Rodarte RTW Fall 2011

Drawing on the Great American Plains for inspiration, it was one of Kate and Laura Mulleavy's more serene and straightforward collections.

After exploring their home turf of Northern California last season, Kate and Laura Mulleavy headed east for fall — well, slightly east, anyway. “We were inspired by the Great American Plains,” Laura said postshow. “And all the different things you associate with that area, like ‘Days of Heaven’ and ‘The Wizard of Oz.’” It made for one of their more serene and straightforward collections, signaling an increasing ease within the commercial arena. The result was beautiful, if shy on the label’s edge and flights of fancy.


From the start, the Mulleavys hinted at a quieter, more gentle affair. The show opened with a light show set to the folksy tunes of Bruce Langhorne (aka Mr. Tambourine Man) from Peter Fonda’s 1971 Western “The Hired Hand.” “It’s the opening scene, the sunrise,” explained Laura. “It puts you in the position of waking up.”


And while the first look out was no sleeper, it was still subdued: a simple bouclé wool coat — long and lean, cinched at the waist and flared — worn over a dotted creamy chiffon dress. The message seemed to be one they have touched on before: There’s no place like home(spun).


Which was how much of the collection continued, from the palette (mostly honey, tawny and oat) to the fabrics in rough-hewn wools, floral and guipure laces and mohair knits. The season’s geometrics came in Amish quilt motifs, seen in the sweaters and pinaforelike tops (patchworked from leathers and pony hair) as well as the tough, tribal-looking footwear with Native American beadwork. Dresses, with their slight bishop sleeves and prairie vibe, looked Laura Ingalls chic, while the floor-sweeping coats (the collection’s highlight) featured the occasional cutout and crisscross straps for visual intrigue.

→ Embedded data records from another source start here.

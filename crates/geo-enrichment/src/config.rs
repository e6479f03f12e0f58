// Copyright 2025-Present Datadog, Inc. https://www.datadoghq.com/
// SPDX-License-Identifier: Apache-2.0

use crate::error::ConfigError;
use std::env;
use std::time::Duration;

const DEFAULT_LOOKUP_TIMEOUT_MS: u64 = 3000;

/// Configuration for one enrichment invocation.
///
/// Built once and passed explicitly into the lookup client and processor;
/// nothing here is read from ambient global state after construction.
#[derive(Debug, Clone)]
pub struct EnrichmentConfig {
    /// Base URL of the geolocation lookup service
    pub lookup_base_url: String,
    /// Client-side deadline for each lookup call
    pub lookup_timeout: Duration,
    /// Log level (e.g., trace, debug, info, warn, error)
    pub log_level: String,
}

impl EnrichmentConfig {
    /// Create configuration from environment variables
    pub fn from_env() -> Result<Self, ConfigError> {
        let lookup_base_url = env::var("OPEN_GEOLOCATION_API_URL")
            .map_err(|_| ConfigError::MissingVar("OPEN_GEOLOCATION_API_URL"))?;
        let lookup_timeout_ms = env::var("GEO_LOOKUP_TIMEOUT_MS")
            .ok()
            .and_then(|val| val.parse::<u64>().ok())
            .unwrap_or(DEFAULT_LOOKUP_TIMEOUT_MS);
        let log_level = env::var("GEO_LOG_LEVEL")
            .map(|val| val.to_lowercase())
            .unwrap_or_else(|_| "info".to_string());

        let config = Self {
            lookup_base_url,
            lookup_timeout: Duration::from_millis(lookup_timeout_ms),
            log_level,
        };

        config.validate()?;
        Ok(config)
    }

    /// Validate the configuration
    pub fn validate(&self) -> Result<(), ConfigError> {
        if self.lookup_base_url.trim().is_empty() {
            return Err(ConfigError::InvalidConfig(
                "lookup base URL cannot be empty".to_string(),
            ));
        }

        if !self.lookup_base_url.starts_with("http://")
            && !self.lookup_base_url.starts_with("https://")
        {
            return Err(ConfigError::InvalidConfig(format!(
                "lookup base URL '{}' must start with http:// or https://",
                self.lookup_base_url
            )));
        }

        if self.lookup_timeout.is_zero() {
            return Err(ConfigError::InvalidConfig(
                "lookup timeout must be greater than 0".to_string(),
            ));
        }

        let valid_log_levels = ["trace", "debug", "info", "warn", "error"];
        if !valid_log_levels.contains(&self.log_level.as_str()) {
            return Err(ConfigError::InvalidConfig(format!(
                "Invalid log level '{}'. Must be one of: trace, debug, info, warn, error",
                self.log_level
            )));
        }

        Ok(())
    }
}
// Copyright 2025-Present Datadog, Inc. https://www.datadoghq.com/
// SPDX-License-Identifier: Apache-2.0

#![cfg_attr(not(test), deny(clippy::panic))]
#![cfg_attr(not(test), deny(clippy::unwrap_used))]
#![cfg_attr(not(test), deny(clippy::expect_used))]
#![cfg_attr(not(test), deny(clippy::todo))]
#![cfg_attr(not(test), deny(clippy::unimplemented))]

use std::io::Read;
use std::process::ExitCode;
use std::{env, fs, io};

use tracing::{debug, error, info};
use tracing_subscriber::EnvFilter;

use geo_enrichment::config::EnrichmentConfig;
use geo_enrichment::decoder::{self, Envelope};
use geo_enrichment::lookup::GeoLookupClient;
use geo_enrichment::processor::{EnrichmentProcessor, StdoutSink};

#[tokio::main]
pub async fn main() -> ExitCode {
    let log_level = env::var("GEO_LOG_LEVEL")
        .map(|val| val.to_lowercase())
        .unwrap_or("info".to_string());

    // Keep the HTTP stack's own chatter out of the sink this process
    // writes enriched lines to.
    let env_filter = format!("h2=off,hyper=off,reqwest=off,rustls=off,{}", log_level);

    #[allow(clippy::expect_used)]
    let subscriber = tracing_subscriber::fmt::Subscriber::builder()
        .with_env_filter(
            EnvFilter::try_new(env_filter).expect("could not parse log level in configuration"),
        )
        .with_level(true)
        .with_thread_names(false)
        .with_thread_ids(false)
        .with_line_number(false)
        .with_file(false)
        .with_target(true)
        .with_writer(io::stderr)
        .without_time()
        .finish();

    #[allow(clippy::expect_used)]
    tracing::subscriber::set_global_default(subscriber).expect("setting default subscriber failed");

    debug!("Starting access-log geolocation enrichment");

    let config = match EnrichmentConfig::from_env() {
        Ok(c) => c,
        Err(e) => {
            error!("Error creating config on enrichment agent startup: {e}");
            return ExitCode::FAILURE;
        }
    };

    // One envelope per invocation: a file path argument, or stdin.
    let raw = match read_envelope_input() {
        Ok(raw) => raw,
        Err(e) => {
            error!("Failed to read envelope input: {e}");
            return ExitCode::FAILURE;
        }
    };

    let envelope: Envelope = match serde_json::from_str(&raw) {
        Ok(envelope) => envelope,
        Err(e) => {
            error!("Envelope is not valid JSON: {e}");
            return ExitCode::FAILURE;
        }
    };

    let entries = match decoder::decode_envelope(&envelope) {
        Ok(entries) => entries,
        Err(e) => {
            error!("Failed to decode envelope: {e}");
            return ExitCode::FAILURE;
        }
    };
    debug!("Decoded {} log events", entries.len());

    let lookup = match GeoLookupClient::new(&config) {
        Ok(lookup) => lookup,
        Err(e) => {
            error!("Failed to build lookup client: {e}");
            return ExitCode::FAILURE;
        }
    };

    let processor = EnrichmentProcessor::new(lookup);
    let mut sink = StdoutSink;

    match processor.process_batch(entries, &mut sink).await {
        Ok(summary) => {
            info!(
                "Processed batch: received={} emitted={} parse_skipped={} lookup_skipped={}",
                summary.received, summary.emitted, summary.parse_skipped, summary.lookup_skipped
            );
            ExitCode::SUCCESS
        }
        Err(e) => {
            error!("Failed to write enriched record: {e}");
            ExitCode::FAILURE
        }
    }
}

fn read_envelope_input() -> Result<String, io::Error> {
    match env::args().nth(1) {
        Some(path) => fs::read_to_string(path),
        None => {
            let mut raw = String::new();
            io::stdin().read_to_string(&mut raw)?;
            Ok(raw)
        }
    }
}
//! Research agent: the decision/action loop, its engines, and the
//! provider-agnostic LLM layer.

pub mod actions;
pub mod client;
pub mod message;
pub mod orchestrator;
pub mod prompt;
pub mod provider;
pub mod providers;
pub mod reasoning;
pub mod state;
pub mod synthesis;

pub use client::create_provider;
pub use orchestrator::Orchestrator;
pub use provider::LlmProvider;
pub use reasoning::ReasoningEngine;
pub use state::{Action, AgentState, DecisionRecord, ToolCallRecord, WebResult, parse_decision};
pub use synthesis::SynthesisEngine;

And let’s not forget the draped silk goddess gowns — perhaps inspired by Demeter, the harvest goddess — which highlighted the season’s theme most literally. They all featured a sky and wheat field scene in various hues, depending on the time of the day. “It’s the idea of how light travels through the day,” said Laura. “And Kate and I all of a sudden were obsessed with wheat.”